Now, back to my happy place, hiding in my lab hacking on stuff~~ :blobcat:​

"Beware programmers that carry screwdrivers" -- a saying I heard as a solder jockey[1] in college.

The inverse is also true, "beware the code of hardware engineers".

That being said, the world's changed a lot since then (30 years now 😱). It's hard to find a modern hardware project that isn't intimately intertwined with huge piles of code. Somehow, days pass and my soldering iron lays cold while I churn out pages of Python and Rust code.

I share my experiences writing one such pile, the control and auto-focus software for IRIS, here: https://www.bunniestudios.com/blog/2024/control-and-autofocus-software-for-chip-level-microscopy/

"Beware the code of hardware engineers". Don't say you haven't been warned!

[1] solder jockey was the moniker bestowed upon undergrads hired to assemble circuit boards for grad students in that particular lab.

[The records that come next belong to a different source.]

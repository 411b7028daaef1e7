//! Distributed query integration tests
//!
//! Tests the client against deployed indexes:
//! 1. Counts summed over all shards
//! 2. Search merging by score with a global limit
//! 3. Details looked up on the node that produced the hit
//! 4. Multi-index queries and unknown indexes
//! 5. Merge ordering properties

use proptest::prelude::*;
use std::collections::BTreeSet;

use shoal::error::Error;
use shoal::models::{Hit, Hits, NodeId, Query, ShardName};

use super::fixtures::{TestCluster, DOCS_SHARDS, LOGS_SHARDS};

// ============================================================================
// Count and Search
// ============================================================================

#[tokio::test]
async fn test_count_sums_every_shard() {
    let cluster = TestCluster::start(2).await;
    cluster.deploy("docs", DOCS_SHARDS, 1).await;
    let client = cluster.client().await;

    assert_eq!(client.count(&Query::new("rust", ["docs"])).await.unwrap(), 3);
    assert_eq!(client.count(&Query::new("cluster", ["docs"])).await.unwrap(), 2);
    assert_eq!(
        client.count(&Query::new("rust search", ["docs"])).await.unwrap(),
        4
    );
    assert_eq!(client.count(&Query::new("absent", ["docs"])).await.unwrap(), 0);

    client.close().await.unwrap();
    cluster.shutdown().await;
}

#[tokio::test]
async fn test_search_merges_by_score() {
    let cluster = TestCluster::start(2).await;
    cluster.deploy("docs", DOCS_SHARDS, 1).await;
    let client = cluster.client().await;

    let hits = client
        .search(&Query::new("rust search", ["docs"]).with_limit(10))
        .await
        .unwrap();
    assert_eq!(hits.total, 4);
    assert_eq!(hits.len(), 4);
    assert!(hits
        .hits
        .windows(2)
        .all(|pair| pair[0].score >= pair[1].score));

    // Both shards contributed, each answered by the node serving it
    let shards: BTreeSet<&ShardName> = hits.hits.iter().map(|h| &h.shard).collect();
    assert_eq!(shards.len(), 2);
    let nodes: BTreeSet<&NodeId> = hits.hits.iter().map(|h| &h.node).collect();
    assert_eq!(nodes.len(), 2);

    // "rust search engine" matches both terms and ranks first
    let best = client.details(&hits.hits[0]).await.unwrap();
    assert_eq!(best.get("title").map(String::as_str), Some("rust search engine"));

    client.close().await.unwrap();
    cluster.shutdown().await;
}

#[tokio::test]
async fn test_search_limit_keeps_total() {
    let cluster = TestCluster::start(2).await;
    cluster.deploy("docs", DOCS_SHARDS, 1).await;
    let client = cluster.client().await;

    let hits = client
        .search(&Query::new("rust search", ["docs"]).with_limit(2))
        .await
        .unwrap();
    assert_eq!(hits.len(), 2);
    assert_eq!(hits.total, 4);

    let none = client
        .search(&Query::new("rust", ["docs"]).with_limit(0))
        .await
        .unwrap();
    assert!(none.is_empty());
    assert_eq!(none.total, 3);

    client.close().await.unwrap();
    cluster.shutdown().await;
}

#[tokio::test]
async fn test_query_spanning_indexes() {
    let cluster = TestCluster::start(2).await;
    cluster.deploy("docs", DOCS_SHARDS, 1).await;
    cluster.deploy("logs", LOGS_SHARDS, 1).await;
    let client = cluster.client().await;

    assert_eq!(
        client.count(&Query::new("rust", ["docs", "logs"])).await.unwrap(),
        4
    );
    assert_eq!(
        client.count(&Query::new("master", ["docs", "logs"])).await.unwrap(),
        2
    );

    let hits = client
        .search(&Query::new("master", ["logs"]))
        .await
        .unwrap();
    assert_eq!(hits.len(), 1);
    assert_eq!(hits.hits[0].shard, ShardName::new("logs", "s0"));

    client.close().await.unwrap();
    cluster.shutdown().await;
}

#[tokio::test]
async fn test_unknown_index_yields_nothing() {
    let cluster = TestCluster::start(1).await;
    cluster.deploy("logs", LOGS_SHARDS, 1).await;
    let client = cluster.client().await;

    assert_eq!(client.count(&Query::new("rust", ["missing"])).await.unwrap(), 0);
    let hits = client.search(&Query::new("rust", ["missing"])).await.unwrap();
    assert!(hits.is_empty());
    assert_eq!(hits.total, 0);

    client.close().await.unwrap();
    cluster.shutdown().await;
}

// ============================================================================
// Details
// ============================================================================

#[tokio::test]
async fn test_details_of_every_hit() {
    let cluster = TestCluster::start(2).await;
    cluster.deploy("docs", DOCS_SHARDS, 1).await;
    let client = cluster.client().await;

    let hits = client.search(&Query::new("cluster", ["docs"])).await.unwrap();
    assert_eq!(hits.len(), 2);
    let mut titles = Vec::new();
    for hit in &hits.hits {
        let fields = client.details(hit).await.unwrap();
        titles.push(fields["title"].clone());
    }
    titles.sort();
    assert_eq!(titles, vec!["distributed rust cluster", "search cluster master"]);

    client.close().await.unwrap();
    cluster.shutdown().await;
}

#[tokio::test]
async fn test_details_of_stale_hit() {
    let cluster = TestCluster::start(1).await;
    cluster.deploy("logs", LOGS_SHARDS, 1).await;
    let client = cluster.client().await;

    let hits = client.search(&Query::new("master", ["logs"])).await.unwrap();
    let mut stale = hits.hits[0].clone();
    stale.doc_id = 999;
    let err = client.details(&stale).await.unwrap_err();
    assert!(matches!(err, Error::StaleHit { doc_id: 999, .. }));

    client.close().await.unwrap();
    cluster.shutdown().await;
}

#[tokio::test]
async fn test_queries_per_minute_counts_requests() {
    let cluster = TestCluster::start(1).await;
    cluster.deploy("logs", LOGS_SHARDS, 1).await;
    let client = cluster.client().await;

    for _ in 0..3 {
        client.count(&Query::new("rust", ["logs"])).await.unwrap();
    }
    client.search(&Query::new("rust", ["logs"])).await.unwrap();
    assert_eq!(client.queries_per_minute(), 4.0);

    client.close().await.unwrap();
    cluster.shutdown().await;
}

// ============================================================================
// Merge Properties
// ============================================================================

fn arb_part() -> impl Strategy<Value = Hits> {
    (
        prop::collection::vec((0u8..3, 0u8..3, 0u32..50, 0u16..1000), 0..8),
        0u64..20,
    )
        .prop_map(|(raw, extra)| {
            let hits: Vec<Hit> = raw
                .into_iter()
                .map(|(node, shard, doc_id, score)| Hit {
                    node: NodeId::new(format!("n{node}:1")),
                    shard: ShardName::new("docs", format!("s{shard}")),
                    doc_id,
                    score: f32::from(score) / 100.0,
                })
                .collect();
            Hits {
                total: hits.len() as u64 + extra,
                hits,
            }
        })
}

proptest! {
    #[test]
    fn prop_merge_is_ranked_and_bounded(
        parts in prop::collection::vec(arb_part(), 0..5),
        limit in 0usize..20,
    ) {
        let total: u64 = parts.iter().map(|p| p.total).sum();
        let available: usize = parts.iter().map(Hits::len).sum();

        let merged = Hits::merge(parts.clone(), limit);

        prop_assert_eq!(merged.total, total);
        prop_assert_eq!(merged.len(), available.min(limit));
        prop_assert!(merged
            .hits
            .windows(2)
            .all(|pair| pair[0].rank_cmp(&pair[1]) != std::cmp::Ordering::Greater));

        // Order of the parts does not matter
        let mut reversed = parts;
        reversed.reverse();
        prop_assert_eq!(Hits::merge(reversed, limit), merged);
    }
}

Minimum-wage labor, but damn, I learned a lot of skills that I use to this day.

Details of IRIS's 2-axis, multi-head light positioner design are now up at https://www.bunniestudios.com/blog/2024/a-2-axis-multihead-light-positioner/

This was by far the most complex mechanical design I've done. Being able to cut, paste, and mashup with the underlying Jubilee3D motion platform's design source was key to everything working so smoothly on the first try. OSHW FTW!